■ PROBLEM STATEMENT: Repeat every line of the material, character for character.

■ DATA FOR THIS TASK:
++++++++++

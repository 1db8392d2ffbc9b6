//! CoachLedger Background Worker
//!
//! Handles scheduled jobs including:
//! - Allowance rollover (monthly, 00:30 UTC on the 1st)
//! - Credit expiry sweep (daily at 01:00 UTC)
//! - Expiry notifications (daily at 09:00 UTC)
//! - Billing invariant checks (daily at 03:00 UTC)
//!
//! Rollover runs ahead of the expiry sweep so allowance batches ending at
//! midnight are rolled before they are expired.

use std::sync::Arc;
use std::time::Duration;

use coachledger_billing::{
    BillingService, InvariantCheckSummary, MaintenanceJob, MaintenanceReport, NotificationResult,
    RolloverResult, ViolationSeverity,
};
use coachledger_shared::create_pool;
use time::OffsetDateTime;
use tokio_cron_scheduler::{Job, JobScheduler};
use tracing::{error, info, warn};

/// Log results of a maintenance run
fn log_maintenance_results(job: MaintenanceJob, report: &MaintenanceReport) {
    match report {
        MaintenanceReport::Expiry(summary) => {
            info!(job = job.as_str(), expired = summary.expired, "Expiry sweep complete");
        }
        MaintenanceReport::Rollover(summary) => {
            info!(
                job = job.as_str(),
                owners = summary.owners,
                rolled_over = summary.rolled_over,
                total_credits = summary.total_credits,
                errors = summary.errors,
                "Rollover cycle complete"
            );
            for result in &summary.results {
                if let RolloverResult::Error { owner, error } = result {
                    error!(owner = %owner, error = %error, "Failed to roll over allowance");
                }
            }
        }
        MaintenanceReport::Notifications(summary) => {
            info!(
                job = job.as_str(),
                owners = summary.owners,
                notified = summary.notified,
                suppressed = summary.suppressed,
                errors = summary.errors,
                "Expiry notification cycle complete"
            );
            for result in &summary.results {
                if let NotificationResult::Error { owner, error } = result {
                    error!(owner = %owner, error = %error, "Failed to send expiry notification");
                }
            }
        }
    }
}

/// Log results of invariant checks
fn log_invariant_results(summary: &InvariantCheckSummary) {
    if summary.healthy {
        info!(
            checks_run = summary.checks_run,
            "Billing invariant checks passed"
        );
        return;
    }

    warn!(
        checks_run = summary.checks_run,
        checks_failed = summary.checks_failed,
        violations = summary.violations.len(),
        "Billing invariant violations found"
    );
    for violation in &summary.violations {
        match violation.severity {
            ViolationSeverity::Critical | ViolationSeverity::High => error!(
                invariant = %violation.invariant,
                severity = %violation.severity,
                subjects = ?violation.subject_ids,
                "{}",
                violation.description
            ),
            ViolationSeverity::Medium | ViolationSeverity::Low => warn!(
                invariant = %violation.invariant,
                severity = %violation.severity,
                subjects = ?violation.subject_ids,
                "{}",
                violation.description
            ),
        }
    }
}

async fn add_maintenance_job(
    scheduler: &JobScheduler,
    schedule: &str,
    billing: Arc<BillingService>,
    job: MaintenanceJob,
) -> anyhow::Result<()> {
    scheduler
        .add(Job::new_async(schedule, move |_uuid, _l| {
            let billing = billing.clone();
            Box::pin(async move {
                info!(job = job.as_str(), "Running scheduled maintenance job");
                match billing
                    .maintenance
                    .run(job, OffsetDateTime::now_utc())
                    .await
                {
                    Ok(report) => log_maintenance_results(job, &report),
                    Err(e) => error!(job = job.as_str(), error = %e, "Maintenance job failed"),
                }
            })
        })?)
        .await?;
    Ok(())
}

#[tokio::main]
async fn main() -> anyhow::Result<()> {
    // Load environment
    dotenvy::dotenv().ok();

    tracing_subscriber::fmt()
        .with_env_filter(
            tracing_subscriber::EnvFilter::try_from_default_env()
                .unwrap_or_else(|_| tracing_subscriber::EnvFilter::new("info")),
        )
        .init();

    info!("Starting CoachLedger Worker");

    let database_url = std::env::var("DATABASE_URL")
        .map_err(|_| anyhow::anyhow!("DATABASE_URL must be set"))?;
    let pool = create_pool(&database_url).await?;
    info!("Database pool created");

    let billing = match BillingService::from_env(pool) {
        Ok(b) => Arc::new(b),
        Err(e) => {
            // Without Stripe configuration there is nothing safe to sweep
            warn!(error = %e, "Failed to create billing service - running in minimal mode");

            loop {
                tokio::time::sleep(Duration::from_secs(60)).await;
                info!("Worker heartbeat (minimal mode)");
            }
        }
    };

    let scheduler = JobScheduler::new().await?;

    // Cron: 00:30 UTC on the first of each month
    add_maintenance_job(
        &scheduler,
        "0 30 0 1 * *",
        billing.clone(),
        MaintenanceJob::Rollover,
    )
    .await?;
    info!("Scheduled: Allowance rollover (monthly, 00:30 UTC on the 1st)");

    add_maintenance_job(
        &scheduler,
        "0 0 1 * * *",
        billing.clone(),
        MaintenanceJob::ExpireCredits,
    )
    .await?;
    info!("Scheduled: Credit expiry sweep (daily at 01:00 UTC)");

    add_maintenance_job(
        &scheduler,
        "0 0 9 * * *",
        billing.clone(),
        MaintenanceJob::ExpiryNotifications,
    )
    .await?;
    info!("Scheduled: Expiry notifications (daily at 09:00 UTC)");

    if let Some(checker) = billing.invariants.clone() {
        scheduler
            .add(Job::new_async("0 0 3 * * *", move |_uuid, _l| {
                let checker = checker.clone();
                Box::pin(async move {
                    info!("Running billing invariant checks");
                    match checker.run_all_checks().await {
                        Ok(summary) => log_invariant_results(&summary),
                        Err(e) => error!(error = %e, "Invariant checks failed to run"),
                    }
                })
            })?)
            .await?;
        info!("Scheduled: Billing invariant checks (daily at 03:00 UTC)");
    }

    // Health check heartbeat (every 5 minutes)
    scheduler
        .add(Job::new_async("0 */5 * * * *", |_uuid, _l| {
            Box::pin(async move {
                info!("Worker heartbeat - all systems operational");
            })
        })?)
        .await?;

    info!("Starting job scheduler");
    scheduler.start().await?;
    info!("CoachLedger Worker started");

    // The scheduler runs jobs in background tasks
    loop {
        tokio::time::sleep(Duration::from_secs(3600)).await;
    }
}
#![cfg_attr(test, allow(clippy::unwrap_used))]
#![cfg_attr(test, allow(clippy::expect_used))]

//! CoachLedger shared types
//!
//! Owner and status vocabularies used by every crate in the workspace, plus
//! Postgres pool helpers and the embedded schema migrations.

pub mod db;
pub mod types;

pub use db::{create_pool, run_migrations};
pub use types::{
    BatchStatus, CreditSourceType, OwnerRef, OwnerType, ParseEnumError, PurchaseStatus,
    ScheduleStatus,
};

++++++++++

■ RESULT FOR THIS TASK:
repository 1db8392d2ffbc9b6
//! CoachLedger Background Worker
//!
//! Handles scheduled jobs including:
//! - Allowance rollover (monthly, 00:30 UTC on the 1st)
//! - Credit expiry sweep (daily at 01:00 UTC)
//! - Expiry notifications (daily at 09:00 UTC)
//! - Billing invariant checks (daily at 03:00 UTC)
//!
//! Rollover runs ahead of the expiry sweep so allowance batches ending at
//! midnight are rolled before they are expired.

use std::sync::Arc;
use std::time::Duration;

use coachledger_billing::{
    BillingService, InvariantCheckSummary, MaintenanceJob, MaintenanceReport, NotificationResult,
    RolloverResult, ViolationSeverity,
};
use coachledger_shared::create_pool;
use time::OffsetDateTime;
use tokio_cron_scheduler::{Job, JobScheduler};
use tracing::{error, info, warn};

/// Log results of a maintenance run
fn log_maintenance_results(job: MaintenanceJob, report: &MaintenanceReport) {
    match report {
        MaintenanceReport::Expiry(summary) => {
            info!(job = job.as_str(), expired = summary.expired, "Expiry sweep complete");
        }
        MaintenanceReport::Rollover(summary) => {
            info!(
                job = job.as_str(),
                owners = summary.owners,
                rolled_over = summary.rolled_over,
                total_credits = summary.total_credits,
                errors = summary.errors,
                "Rollover cycle complete"
            );
            for result in &summary.results {
                if let RolloverResult::Error { owner, error } = result {
                    error!(owner = %owner, error = %error, "Failed to roll over allowance");
                }
            }
        }
        MaintenanceReport::Notifications(summary) => {
            info!(
                job = job.as_str(),
                owners = summary.owners,
                notified = summary.notified,
                suppressed = summary.suppressed,
                errors = summary.errors,
                "Expiry notification cycle complete"
            );
            for result in &summary.results {
                if let NotificationResult::Error { owner, error } = result {
                    error!(owner = %owner, error = %error, "Failed to send expiry notification");
                }
            }
        }
    }
}

/// Log results of invariant checks
fn log_invariant_results(summary: &InvariantCheckSummary) {
    if summary.healthy {
        info!(
            checks_run = summary.checks_run,
            "Billing invariant checks passed"
        );
        return;
    }

    warn!(
        checks_run = summary.checks_run,
        checks_failed = summary.checks_failed,
        violations = summary.violations.len(),
        "Billing invariant violations found"
    );
    for violation in &summary.violations {
        match violation.severity {
            ViolationSeverity::Critical | ViolationSeverity::High => error!(
                invariant = %violation.invariant,
                severity = %violation.severity,
                subjects = ?violation.subject_ids,
                "{}",
                violation.description
            ),
            ViolationSeverity::Medium | ViolationSeverity::Low => warn!(
                invariant = %violation.invariant,
                severity = %violation.severity,
                subjects = ?violation.subject_ids,
                "{}",
                violation.description
            ),
        }
    }
}

async fn add_maintenance_job(
    scheduler: &JobScheduler,
    schedule: &str,
    billing: Arc<BillingService>,
    job: MaintenanceJob,
) -> anyhow::Result<()> {
    scheduler
        .add(Job::new_async(schedule, move |_uuid, _l| {
            let billing = billing.clone();
            Box::pin(async move {
                info!(job = job.as_str(), "Running scheduled maintenance job");
                match billing
                    .maintenance
                    .run(job, OffsetDateTime::now_utc())
                    .await
                {
                    Ok(report) => log_maintenance_results(job, &report),
                    Err(e) => error!(job = job.as_str(), error = %e, "Maintenance job failed"),
                }
            })
        })?)
        .await?;
    Ok(())
}

#[tokio::main]
async fn main() -> anyhow::Result<()> {
    // Load environment
    dotenvy::dotenv().ok();

    tracing_subscriber::fmt()
        .with_env_filter(
            tracing_subscriber::EnvFilter::try_from_default_env()
                .unwrap_or_else(|_| tracing_subscriber::EnvFilter::new("info")),
        )
        .init();

    info!("Starting CoachLedger Worker");

    let database_url = std::env::var("DATABASE_URL")
        .map_err(|_| anyhow::anyhow!("DATABASE_URL must be set"))?;
    let pool = create_pool(&database_url).await?;
    info!("Database pool created");

    let billing = match BillingService::from_env(pool) {
        Ok(b) => Arc::new(b),
        Err(e) => {
            // Without Stripe configuration there is nothing safe to sweep
            warn!(error = %e, "Failed to create billing service - running in minimal mode");

            loop {
                tokio::time::sleep(Duration::from_secs(60)).await;
                info!("Worker heartbeat (minimal mode)");
            }
        }
    };

    let scheduler = JobScheduler::new().await?;

    // Cron: 00:30 UTC on the first of each month
    add_maintenance_job(
        &scheduler,
        "0 30 0 1 * *",
        billing.clone(),
        MaintenanceJob::Rollover,
    )
    .await?;
    info!("Scheduled: Allowance rollover (monthly, 00:30 UTC on the 1st)");

    add_maintenance_job(
        &scheduler,
        "0 0 1 * * *",
        billing.clone(),
        MaintenanceJob::ExpireCredits,
    )
    .await?;
    info!("Scheduled: Credit expiry sweep (daily at 01:00 UTC)");

    add_maintenance_job(
        &scheduler,
        "0 0 9 * * *",
        billing.clone(),
        MaintenanceJob::ExpiryNotifications,
    )
    .await?;
    info!("Scheduled: Expiry notifications (daily at 09:00 UTC)");

    if let Some(checker) = billing.invariants.clone() {
        scheduler
            .add(Job::new_async("0 0 3 * * *", move |_uuid, _l| {
                let checker = checker.clone();
                Box::pin(async move {
                    info!("Running billing invariant checks");
                    match checker.run_all_checks().await {
                        Ok(summary) => log_invariant_results(&summary),
                        Err(e) => error!(error = %e, "Invariant checks failed to run"),
                    }
                })
            })?)
            .await?;
        info!("Scheduled: Billing invariant checks (daily at 03:00 UTC)");
    }

    // Health check heartbeat (every 5 minutes)
    scheduler
        .add(Job::new_async("0 */5 * * * *", |_uuid, _l| {
            Box::pin(async move {
                info!("Worker heartbeat - all systems operational");
            })
        })?)
        .await?;

    info!("Starting job scheduler");
    scheduler.start().await?;
    info!("CoachLedger Worker started");

    // The scheduler runs jobs in background tasks
    loop {
        tokio::time::sleep(Duration::from_secs(3600)).await;
    }
}
#![cfg_attr(test, allow(clippy::unwrap_used))]
#![cfg_attr(test, allow(clippy::expect_used))]

//! CoachLedger shared types
//!
//! Owner and status vocabularies used by every crate in the workspace, plus
//! Postgres pool helpers and the embedded schema migrations.

pub mod db;
pub mod types;

pub use db::{create_pool, run_migrations};
pub use types::{
    BatchStatus, CreditSourceType, OwnerRef, OwnerType, ParseEnumError, PurchaseStatus,
    ScheduleStatus,
};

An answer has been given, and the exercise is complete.